Professor Alan Merry has received the inaugural report of the Perioperative Mortality Review Committee (POMRC) and says it is the first of its kind in New Zealand. The POMRC is an independent mortality review committee that advises the Health Quality & Safety Commission on how to reduce the number of perioperative deaths in New Zealand. More information about its purpose and functions can be found at www.hqsc.govt.nz.
The inaugural report provides an overview of what is known about perioperative mortality in New Zealand, identifies gaps, and is a starting point for the development of a national perioperative mortality review system.
“This is something clinicians have wanted for a long time and the whole-of-system approach to the issue being taken by POMRC is internationally innovative,” says Professor Merry.
Between 4000 and 5000 patients die following any form of surgical procedure and anaesthesia each year in New Zealand. Outgoing POMRC Chair, Professor Iain Martin, says that in many cases the operation itself played no part in the patient’s death.
“In a small number of cases, however, there are lessons to be learned that can help improve the quality of health care delivery in New Zealand. This report identifies ways to provide information to help health and disability services understand what is happening,” he says.
The new Chair of POMRC, Dr Leona Wilson, says the report provides valuable insights into perioperative mortality and will help the POMRC build on the advances already made in this area.
For its inaugural report, the POMRC looked at national data collections to better understand the information currently collected and to make recommendations that can enhance existing systems so that a report for the entire health care system can be generated. The National Minimum Dataset and National Mortality Collection were analysed for the years 2005 to 2009, looking at four main areas of activity: hip and knee arthroplasty, colorectal resection, cataract surgery and anaesthesia.
Arthroplastymeans the surgical repair of a joint.
A colorectal resection is surgery to remove sections of the large intestine.
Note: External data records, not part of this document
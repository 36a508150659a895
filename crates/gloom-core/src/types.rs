//! Fundamental geometric, identity and timing types.

use std::fmt;

use glam::DVec2;
use serde::{Deserialize, Serialize};

/// Connection-derived player identity. Assigned by the transport layer.
#[derive(Debug, Clone, Copy, PartialEq, Eq, PartialOrd, Ord, Hash, Serialize, Deserialize)]
#[serde(transparent)]
pub struct PlayerId(pub u64);

/// Monotonic mob identity. Never reused within a server lifetime.
#[derive(Debug, Clone, Copy, PartialEq, Eq, PartialOrd, Ord, Hash, Serialize, Deserialize)]
#[serde(transparent)]
pub struct MobId(pub u64);

/// Monotonic bullet identity. Never reused within a server lifetime.
#[derive(Debug, Clone, Copy, PartialEq, Eq, PartialOrd, Ord, Hash, Serialize, Deserialize)]
#[serde(transparent)]
pub struct BulletId(pub u64);

impl fmt::Display for PlayerId {
    fn fmt(&self, f: &mut fmt::Formatter<'_>) -> fmt::Result {
        write!(f, "player_{}", self.0)
    }
}

impl fmt::Display for MobId {
    fn fmt(&self, f: &mut fmt::Formatter<'_>) -> fmt::Result {
        write!(f, "mob_{}", self.0)
    }
}

impl fmt::Display for BulletId {
    fn fmt(&self, f: &mut fmt::Formatter<'_>) -> fmt::Result {
        write!(f, "bullet_{}", self.0)
    }
}

/// 2D position in world space (world units, origin top-left).
#[derive(Debug, Clone, Copy, Default, PartialEq, Serialize, Deserialize)]
pub struct Position {
    pub x: f64,
    pub y: f64,
}

/// 2D velocity in world units per second.
#[derive(Debug, Clone, Copy, Default, PartialEq, Serialize, Deserialize)]
pub struct Velocity {
    pub x: f64,
    pub y: f64,
}

/// Axis-aligned rectangle. `(x, y)` is the top-left corner.
#[derive(Debug, Clone, Copy, Default, PartialEq, Serialize, Deserialize)]
pub struct Rect {
    pub x: f64,
    pub y: f64,
    pub width: f64,
    pub height: f64,
}

/// Point-light marker placed by the world generator.
#[derive(Debug, Clone, Copy, Default, PartialEq, Serialize, Deserialize)]
pub struct Lamp {
    pub x: f64,
    pub y: f64,
    /// Light radius in world units.
    pub range: f64,
}

/// Simulation time tracking.
///
/// `elapsed_ms` is the sum of all tick deltas and is the clock every
/// cooldown and lifetime is measured against.
#[derive(Debug, Clone, Copy, Default, PartialEq, Serialize, Deserialize)]
#[serde(rename_all = "camelCase")]
pub struct SimTime {
    /// Current tick number (increments by 1 each tick).
    pub tick: u64,
    /// Elapsed simulation time in milliseconds.
    pub elapsed_ms: f64,
}

impl Position {
    pub const fn new(x: f64, y: f64) -> Self {
        Self { x, y }
    }

    pub fn distance_to(&self, other: &Position) -> f64 {
        self.distance_sq_to(other).sqrt()
    }

    pub fn distance_sq_to(&self, other: &Position) -> f64 {
        let dx = other.x - self.x;
        let dy = other.y - self.y;
        dx * dx + dy * dy
    }

    /// Vector from this position to `other`.
    pub fn delta_to(&self, other: &Position) -> DVec2 {
        DVec2::new(other.x - self.x, other.y - self.y)
    }

    /// Translate by a push or displacement vector.
    pub fn offset(&self, by: DVec2) -> Position {
        Position::new(self.x + by.x, self.y + by.y)
    }

    /// Clamp both axes into `[min, max_x]` / `[min, max_y]`.
    pub fn clamped(&self, min: f64, max_x: f64, max_y: f64) -> Position {
        Position::new(self.x.clamp(min, max_x), self.y.clamp(min, max_y))
    }

    pub fn as_dvec2(&self) -> DVec2 {
        DVec2::new(self.x, self.y)
    }
}

impl From<DVec2> for Position {
    fn from(v: DVec2) -> Self {
        Position::new(v.x, v.y)
    }
}

impl Velocity {
    pub const ZERO: Velocity = Velocity { x: 0.0, y: 0.0 };

    pub const fn new(x: f64, y: f64) -> Self {
        Self { x, y }
    }

    /// Velocity of magnitude `speed` along `angle` (radians, 0 = +x).
    pub fn from_angle(angle: f64, speed: f64) -> Self {
        Self::new(speed * angle.cos(), speed * angle.sin())
    }

    pub fn speed(&self) -> f64 {
        (self.x * self.x + self.y * self.y).sqrt()
    }

    /// Displacement covered in `dt_secs`.
    pub fn displacement(&self, dt_secs: f64) -> DVec2 {
        DVec2::new(self.x * dt_secs, self.y * dt_secs)
    }
}

impl From<DVec2> for Velocity {
    fn from(v: DVec2) -> Self {
        Velocity::new(v.x, v.y)
    }
}

impl Rect {
    pub const fn new(x: f64, y: f64, width: f64, height: f64) -> Self {
        Self {
            x,
            y,
            width,
            height,
        }
    }

    pub fn right(&self) -> f64 {
        self.x + self.width
    }

    pub fn bottom(&self) -> f64 {
        self.y + self.height
    }

    pub fn center(&self) -> Position {
        Position::new(self.x + self.width / 2.0, self.y + self.height / 2.0)
    }
}

impl Lamp {
    pub fn position(&self) -> Position {
        Position::new(self.x, self.y)
    }
}

impl SimTime {
    /// Advance by one tick of `dt_ms` milliseconds.
    pub fn advance(&mut self, dt_ms: f64) {
        self.tick += 1;
        self.elapsed_ms += dt_ms;
    }
}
This happens to remove injured or diseased parts of the colon.
The report’s main conclusion was a recommendation that building upon existing data collections will enable the establishment of a whole-of-health care system mortality review process and that the work of the committee for the coming years will drive these developments.
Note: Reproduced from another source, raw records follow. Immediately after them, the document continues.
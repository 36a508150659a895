//! Tests for the simulation engine, the registry, and the per-tick systems.

use std::time::Duration;

use glam::DVec2;

use gloom_core::commands::{MoveDir, PlayerInput, SimCommand};
use gloom_core::components::{MobBrain, Player};
use gloom_core::constants::*;
use gloom_core::enums::{EquipmentTier, MobState};
use gloom_core::events::GameEvent;
use gloom_core::state::{GameStateSnapshot, WorldLayout};
use gloom_core::types::{MobId, PlayerId, Position, Rect};
use gloom_procgen::GenerationParams;

use crate::engine::{SimConfig, SimulationEngine};
use crate::registry::EntityRegistry;
use crate::systems::players::{fire_ready, movement_velocity, muzzle_position};

const P1: PlayerId = PlayerId(1);
const P2: PlayerId = PlayerId(2);

fn dt() -> Duration {
    Duration::from_secs_f64(TICK_INTERVAL_MS / 1000.0)
}

fn config(seed: u64, mob_count: usize) -> SimConfig {
    SimConfig {
        seed: Some(seed),
        mob_count,
        ..Default::default()
    }
}

fn engine_with_walls(walls: Vec<Rect>, mob_count: usize) -> SimulationEngine {
    SimulationEngine::with_layout(
        config(7, mob_count),
        WorldLayout {
            walls,
            lamps: Vec::new(),
        },
    )
}

fn input(x: f64, y: f64, aim_angle: f64, is_shooting: bool) -> PlayerInput {
    PlayerInput {
        move_dir: MoveDir { x, y },
        aim_angle,
        is_shooting,
    }
}

fn join(engine: &mut SimulationEngine, player: PlayerId) {
    engine.queue_command(SimCommand::Join(player));
    engine.tick(dt());
}

fn set_input(engine: &mut SimulationEngine, player: PlayerId, input: PlayerInput) {
    engine.queue_command(SimCommand::Input { player, input });
}

fn place_mob(engine: &mut SimulationEngine, id: MobId, position: Position) {
    let entity = engine.registry().mob_entity(id).unwrap();
    *engine
        .registry_mut()
        .world_mut()
        .get::<&mut Position>(entity)
        .unwrap() = position;
}

fn mob_brains(engine: &SimulationEngine) -> Vec<MobBrain> {
    let mut q = engine.registry().world().query::<&MobBrain>();
    q.iter().map(|(_, brain)| brain.clone()).collect()
}

fn player_hp(engine: &SimulationEngine, player: PlayerId) -> i32 {
    let entity = engine.registry().player_entity(player).unwrap();
    engine.registry().world().get::<&Player>(entity).unwrap().hp
}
Specific findings from the data analysis indicated that overall mortality rates for the areas considered were comparable with similar international reports.
For hip replacement surgery, 0.24 percent of patients died within 30 days of admission for an elective (routine) operation For patients admitted as an emergency, usually following a hip fracture, 7.3 percent died within 30 days of surgery.
For elective colorectal resection, 2.1 percent of patients died within 30 days of surgery. For acute colorectal operations the mortality rate at 30 days was 9.8 percent.
Analysis shows that 0.2 percent of patients admitted for cataract surgery died within 30 days of the operation, with most deaths occurring after the person had been discharged from hospital. Heart attacks and other types of heart disease were most frequently listed as the cause of death.
Data on more than 1.1 million general anaesthesics were reviewed (68 percent of these being elective procedures). Mortality was assessed the same or the next day to compare with international data and to minimise the confounding effects of subsequent anaesthesia procedures within 30 days. Following 792,614 elective general anaesthetics, there were 177 deaths (0.02 percent), with just under half due to heart attacks or other cardiovascular causes. Same or next day mortality following general anaesthetic had an initial peak in children aged zero to four, dropped for those aged five to nine, and then increased with increasing age. Mortality following general anaesthesia was higher for acute admissions across all age groups.
The POMRC is recommending the development of a national perioperative mortality review process which builds on and enhances the mortality data already collected. It is also suggesting a formal memorandum of understanding between the POMRC and Coronial Services to ensure access to data, working closely with the National Health Board to enhance and standardise existing mortality data collections. As well, it would like to see mandatory submission of data by all healthcare facilities.
Professor Merry says the Commission’s Board will consider these recommendations and make a decision about next steps by the end of June.